Well, there have not been any specific threading issues mentioned. Over two years ago, back when I started doing ABCL, there were threading issues which looked like threading issues in CLOS. They turned out to be threading issues in the compiler though.
Having said that, I see there have not been taken synchronization measures on a high level: there are no locks and threads:synchronized-on blocks in clos.lisp. There are some synchronized calls on the Java side; I'm not sure the low-level protection is good enough to maintain consistency though.
Can you share some examples which show the issues here? Adding thread-safety to clos.lisp - in specific, targeted places - should be well doable.
Bye,
Erik.
On Sat, Apr 24, 2010 at 7:50 AM, Erik Huelsmann ehuels@gmail.com wrote:
Can you share some examples which show the issues here? Adding thread-safety to clos.lisp - in specific, targeted places - should be well doable.

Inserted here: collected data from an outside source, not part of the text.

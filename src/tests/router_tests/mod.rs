mod booking_tests;
mod dashboard_tests;
mod enquiry_tests;
mod report_tests;
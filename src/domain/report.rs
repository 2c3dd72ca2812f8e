// src/domain/report.rs

use crate::domain::enquiry::Enquiry;
use crate::domain::room::{Room, RoomStatus};
use chrono::NaiveDate;

/// Activity between two dates, both inclusive.
#[derive(Debug, Clone)]
pub struct Report {
    pub from: NaiveDate,
    pub to: NaiveDate,
    /// Rooms whose booking checks in within the range.
    pub bookings: Vec<Room>,
    /// Rooms whose payment was taken within the range.
    pub payments: Vec<Room>,
    pub enquiries: Vec<Enquiry>,
}

impl Report {
    pub fn build(rooms: &[Room], enquiries: Vec<Enquiry>, from: NaiveDate, to: NaiveDate) -> Self {
        let in_range = |d: NaiveDate| from <= d && d <= to;

        let bookings = rooms
            .iter()
            .filter(|r| r.booking.as_ref().is_some_and(|b| in_range(b.check_in)))
            .cloned()
            .collect();

        let payments = rooms
            .iter()
            .filter(|r| r.payment.as_ref().is_some_and(|p| in_range(p.date)))
            .cloned()
            .collect();

        let enquiries = enquiries
            .into_iter()
            .filter(|e| in_range(e.created_at.date()))
            .collect();

        Self {
            from,
            to,
            bookings,
            payments,
            enquiries,
        }
    }
}

/// How a booking is labelled in reports: by arrival, not by date.
pub fn booking_label(room: &Room) -> RoomStatus {
    match &room.booking {
        Some(b) if b.checked_in => RoomStatus::Occupied,
        Some(_) => RoomStatus::Booked,
        None => RoomStatus::Available,
    }
}
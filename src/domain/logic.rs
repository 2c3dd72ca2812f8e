// src/domain/logic.rs

use crate::domain::room::{Booking, RoomStatus};
use chrono::NaiveDate;

/// Determines the occupancy of a room on `reference` from its booking.
/// The order of checks determines the precedence of the status lifecycle.
///
/// The stay window is `[check_in, check_out)`. Inside it the checked-in flag
/// decides between Occupied and Booked; before it the reservation is still
/// Booked; from `check_out` on the room is Available again, even though the
/// booking record itself stays on the room until someone clears it.
///
/// # Panics
///
/// If the booking's `check_out` is not after its `check_in`. Bookings are
/// validated when they are placed, so this is a caller bug.
pub fn resolve_status(booking: Option<&Booking>, reference: NaiveDate) -> RoomStatus {
    let Some(booking) = booking else {
        return RoomStatus::Available;
    };

    assert!(
        booking.check_out > booking.check_in,
        "booking for {} has check-out {} not after check-in {}",
        booking.guest_name,
        booking.check_out,
        booking.check_in
    );

    if reference >= booking.check_out {
        return RoomStatus::Available;
    }
    if reference < booking.check_in {
        return RoomStatus::Booked;
    }
    if booking.checked_in {
        RoomStatus::Occupied
    } else {
        RoomStatus::Booked
    }
}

It was surprisingly difficult to create a fragment which would reproduce the errors. But here it is!
(defclass counter () ((count :initform 0)))
(setf *ncount* 10000) (setf *nthread* 1000)
(defun count-thread (amount) #'(lambda () (let ((c (make-instance 'counter))) (dotimes (i *ncount*) (incf (slot-value c 'count) amount)) (format t "count ~A = ~A~%" amount (slot-value c 'count)))))
(dotimes (i *nthread*) (threads:make-thread (count-thread i)))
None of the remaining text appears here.